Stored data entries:

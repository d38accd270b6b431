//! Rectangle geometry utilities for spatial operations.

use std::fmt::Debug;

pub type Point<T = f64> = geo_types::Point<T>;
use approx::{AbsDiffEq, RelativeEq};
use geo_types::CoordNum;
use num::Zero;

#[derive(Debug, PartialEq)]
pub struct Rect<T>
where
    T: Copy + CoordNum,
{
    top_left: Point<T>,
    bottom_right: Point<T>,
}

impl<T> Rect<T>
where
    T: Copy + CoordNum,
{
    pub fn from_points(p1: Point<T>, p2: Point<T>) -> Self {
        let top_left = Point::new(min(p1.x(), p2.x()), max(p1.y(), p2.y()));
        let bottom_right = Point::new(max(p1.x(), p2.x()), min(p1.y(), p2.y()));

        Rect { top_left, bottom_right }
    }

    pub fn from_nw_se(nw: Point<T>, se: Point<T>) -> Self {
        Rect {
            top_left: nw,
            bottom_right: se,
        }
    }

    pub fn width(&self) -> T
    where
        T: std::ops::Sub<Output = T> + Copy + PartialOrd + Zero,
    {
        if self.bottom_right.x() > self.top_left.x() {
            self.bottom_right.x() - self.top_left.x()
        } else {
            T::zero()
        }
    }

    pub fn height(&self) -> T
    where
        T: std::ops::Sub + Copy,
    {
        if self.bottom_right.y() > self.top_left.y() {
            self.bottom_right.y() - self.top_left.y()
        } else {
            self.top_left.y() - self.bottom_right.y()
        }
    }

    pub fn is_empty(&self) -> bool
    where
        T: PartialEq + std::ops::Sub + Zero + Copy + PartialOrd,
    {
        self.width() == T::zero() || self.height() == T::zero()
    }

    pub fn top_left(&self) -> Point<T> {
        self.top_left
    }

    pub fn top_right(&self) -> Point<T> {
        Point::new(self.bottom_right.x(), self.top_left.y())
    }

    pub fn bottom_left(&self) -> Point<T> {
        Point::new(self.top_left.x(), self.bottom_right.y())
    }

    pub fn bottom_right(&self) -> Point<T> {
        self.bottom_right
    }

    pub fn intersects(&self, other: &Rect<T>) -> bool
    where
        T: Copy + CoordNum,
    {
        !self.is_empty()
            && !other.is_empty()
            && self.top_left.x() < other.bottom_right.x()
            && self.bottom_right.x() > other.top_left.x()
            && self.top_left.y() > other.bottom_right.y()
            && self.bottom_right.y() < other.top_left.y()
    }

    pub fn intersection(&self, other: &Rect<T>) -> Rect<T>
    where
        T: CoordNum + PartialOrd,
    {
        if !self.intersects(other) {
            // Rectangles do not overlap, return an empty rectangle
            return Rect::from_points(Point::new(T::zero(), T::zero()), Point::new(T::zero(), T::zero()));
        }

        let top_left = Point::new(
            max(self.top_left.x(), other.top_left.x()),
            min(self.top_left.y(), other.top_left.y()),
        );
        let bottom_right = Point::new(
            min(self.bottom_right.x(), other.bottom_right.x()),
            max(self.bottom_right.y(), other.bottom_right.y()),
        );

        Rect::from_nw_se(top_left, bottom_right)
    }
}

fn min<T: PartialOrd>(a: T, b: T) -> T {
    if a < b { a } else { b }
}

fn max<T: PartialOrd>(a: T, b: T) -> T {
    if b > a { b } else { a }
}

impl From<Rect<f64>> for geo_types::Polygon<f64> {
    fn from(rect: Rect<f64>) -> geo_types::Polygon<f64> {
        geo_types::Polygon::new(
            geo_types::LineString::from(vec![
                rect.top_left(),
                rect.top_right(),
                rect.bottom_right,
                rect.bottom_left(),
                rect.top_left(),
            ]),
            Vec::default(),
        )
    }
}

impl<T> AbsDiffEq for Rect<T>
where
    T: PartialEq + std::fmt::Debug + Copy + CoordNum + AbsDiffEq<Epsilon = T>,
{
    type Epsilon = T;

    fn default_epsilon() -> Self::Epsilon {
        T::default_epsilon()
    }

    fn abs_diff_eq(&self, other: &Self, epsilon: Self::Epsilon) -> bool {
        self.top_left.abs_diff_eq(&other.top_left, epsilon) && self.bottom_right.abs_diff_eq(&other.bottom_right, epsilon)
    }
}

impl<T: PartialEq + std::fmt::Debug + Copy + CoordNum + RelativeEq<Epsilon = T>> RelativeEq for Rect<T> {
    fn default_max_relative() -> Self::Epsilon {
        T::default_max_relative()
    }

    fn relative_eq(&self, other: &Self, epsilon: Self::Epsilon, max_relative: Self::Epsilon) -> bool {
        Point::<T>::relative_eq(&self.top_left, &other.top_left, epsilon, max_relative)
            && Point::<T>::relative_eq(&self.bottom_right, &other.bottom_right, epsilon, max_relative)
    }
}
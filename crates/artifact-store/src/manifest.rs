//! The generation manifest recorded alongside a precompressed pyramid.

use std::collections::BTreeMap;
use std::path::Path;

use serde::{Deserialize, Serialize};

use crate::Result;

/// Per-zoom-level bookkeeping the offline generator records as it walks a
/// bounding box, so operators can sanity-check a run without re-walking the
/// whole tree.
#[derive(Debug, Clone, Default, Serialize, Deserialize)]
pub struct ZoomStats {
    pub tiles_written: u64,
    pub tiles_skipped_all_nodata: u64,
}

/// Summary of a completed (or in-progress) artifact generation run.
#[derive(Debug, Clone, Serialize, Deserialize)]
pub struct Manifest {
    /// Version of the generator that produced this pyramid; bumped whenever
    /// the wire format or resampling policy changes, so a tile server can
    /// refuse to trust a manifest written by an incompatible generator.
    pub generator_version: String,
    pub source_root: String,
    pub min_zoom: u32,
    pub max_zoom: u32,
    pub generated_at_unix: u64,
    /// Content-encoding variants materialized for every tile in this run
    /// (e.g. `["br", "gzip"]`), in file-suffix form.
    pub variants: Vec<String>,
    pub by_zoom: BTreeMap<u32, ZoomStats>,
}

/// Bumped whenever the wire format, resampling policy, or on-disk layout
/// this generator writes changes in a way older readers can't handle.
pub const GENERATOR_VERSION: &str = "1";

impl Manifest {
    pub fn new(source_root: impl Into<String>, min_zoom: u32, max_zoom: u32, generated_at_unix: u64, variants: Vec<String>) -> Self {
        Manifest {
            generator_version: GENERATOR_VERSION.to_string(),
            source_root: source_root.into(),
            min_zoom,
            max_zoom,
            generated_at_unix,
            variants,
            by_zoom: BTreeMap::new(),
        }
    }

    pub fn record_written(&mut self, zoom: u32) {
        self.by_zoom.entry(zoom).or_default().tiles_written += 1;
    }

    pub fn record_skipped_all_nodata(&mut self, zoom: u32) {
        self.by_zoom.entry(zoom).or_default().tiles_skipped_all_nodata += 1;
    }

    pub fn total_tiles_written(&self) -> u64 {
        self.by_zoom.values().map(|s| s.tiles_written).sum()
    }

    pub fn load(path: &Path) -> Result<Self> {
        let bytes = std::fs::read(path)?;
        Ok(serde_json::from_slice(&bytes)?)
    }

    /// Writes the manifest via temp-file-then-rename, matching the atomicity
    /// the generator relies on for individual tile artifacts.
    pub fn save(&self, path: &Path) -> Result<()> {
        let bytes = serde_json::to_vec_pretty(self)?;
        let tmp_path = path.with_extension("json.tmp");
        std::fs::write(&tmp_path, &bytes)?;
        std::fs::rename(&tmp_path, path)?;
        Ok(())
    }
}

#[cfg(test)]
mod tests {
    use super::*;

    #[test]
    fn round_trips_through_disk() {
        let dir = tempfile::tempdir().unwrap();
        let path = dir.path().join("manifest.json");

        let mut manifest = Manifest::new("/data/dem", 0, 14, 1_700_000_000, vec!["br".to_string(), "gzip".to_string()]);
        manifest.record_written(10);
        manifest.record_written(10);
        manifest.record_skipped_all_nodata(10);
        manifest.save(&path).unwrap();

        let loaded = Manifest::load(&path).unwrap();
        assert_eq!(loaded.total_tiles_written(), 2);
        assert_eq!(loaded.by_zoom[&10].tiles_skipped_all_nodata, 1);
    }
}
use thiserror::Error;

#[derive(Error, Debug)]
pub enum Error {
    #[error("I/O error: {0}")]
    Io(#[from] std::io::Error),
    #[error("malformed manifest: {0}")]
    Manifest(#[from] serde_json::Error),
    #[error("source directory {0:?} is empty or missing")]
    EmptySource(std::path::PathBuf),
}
---
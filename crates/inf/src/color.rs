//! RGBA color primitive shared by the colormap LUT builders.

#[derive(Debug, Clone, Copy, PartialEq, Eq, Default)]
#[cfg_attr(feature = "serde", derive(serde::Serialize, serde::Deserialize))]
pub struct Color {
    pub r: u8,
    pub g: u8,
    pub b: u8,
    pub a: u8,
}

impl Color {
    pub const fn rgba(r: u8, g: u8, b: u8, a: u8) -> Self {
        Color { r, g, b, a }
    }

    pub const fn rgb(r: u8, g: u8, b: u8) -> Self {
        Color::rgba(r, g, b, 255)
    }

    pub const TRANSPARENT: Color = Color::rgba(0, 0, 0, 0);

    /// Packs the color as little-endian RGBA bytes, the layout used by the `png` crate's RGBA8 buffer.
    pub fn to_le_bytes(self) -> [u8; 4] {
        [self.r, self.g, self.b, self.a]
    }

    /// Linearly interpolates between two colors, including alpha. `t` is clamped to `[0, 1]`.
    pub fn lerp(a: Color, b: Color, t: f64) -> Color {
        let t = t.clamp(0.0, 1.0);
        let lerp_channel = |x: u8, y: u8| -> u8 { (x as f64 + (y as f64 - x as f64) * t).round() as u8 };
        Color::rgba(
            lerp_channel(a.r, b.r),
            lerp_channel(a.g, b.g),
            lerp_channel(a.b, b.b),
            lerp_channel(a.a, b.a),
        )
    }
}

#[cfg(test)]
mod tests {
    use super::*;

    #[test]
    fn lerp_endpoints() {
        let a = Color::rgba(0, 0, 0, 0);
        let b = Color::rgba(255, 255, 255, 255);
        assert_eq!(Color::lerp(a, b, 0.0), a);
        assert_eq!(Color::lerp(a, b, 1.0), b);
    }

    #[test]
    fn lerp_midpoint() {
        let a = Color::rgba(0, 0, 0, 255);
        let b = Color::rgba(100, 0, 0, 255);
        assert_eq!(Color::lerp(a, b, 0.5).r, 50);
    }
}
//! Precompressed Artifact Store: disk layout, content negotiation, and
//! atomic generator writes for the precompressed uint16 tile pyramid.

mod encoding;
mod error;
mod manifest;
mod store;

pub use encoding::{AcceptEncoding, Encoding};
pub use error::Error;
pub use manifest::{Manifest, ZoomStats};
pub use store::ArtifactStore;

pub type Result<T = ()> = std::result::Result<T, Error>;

● **What you are asked to do**
Return the lines above that include the string "Clone".

● **Final answer**
#[derive(Debug, Clone, Default, Serialize, Deserialize)]
#[derive(Debug, Clone, Serialize, Deserialize)]
#[derive(Debug, Clone, Copy, PartialEq, Eq, Default)]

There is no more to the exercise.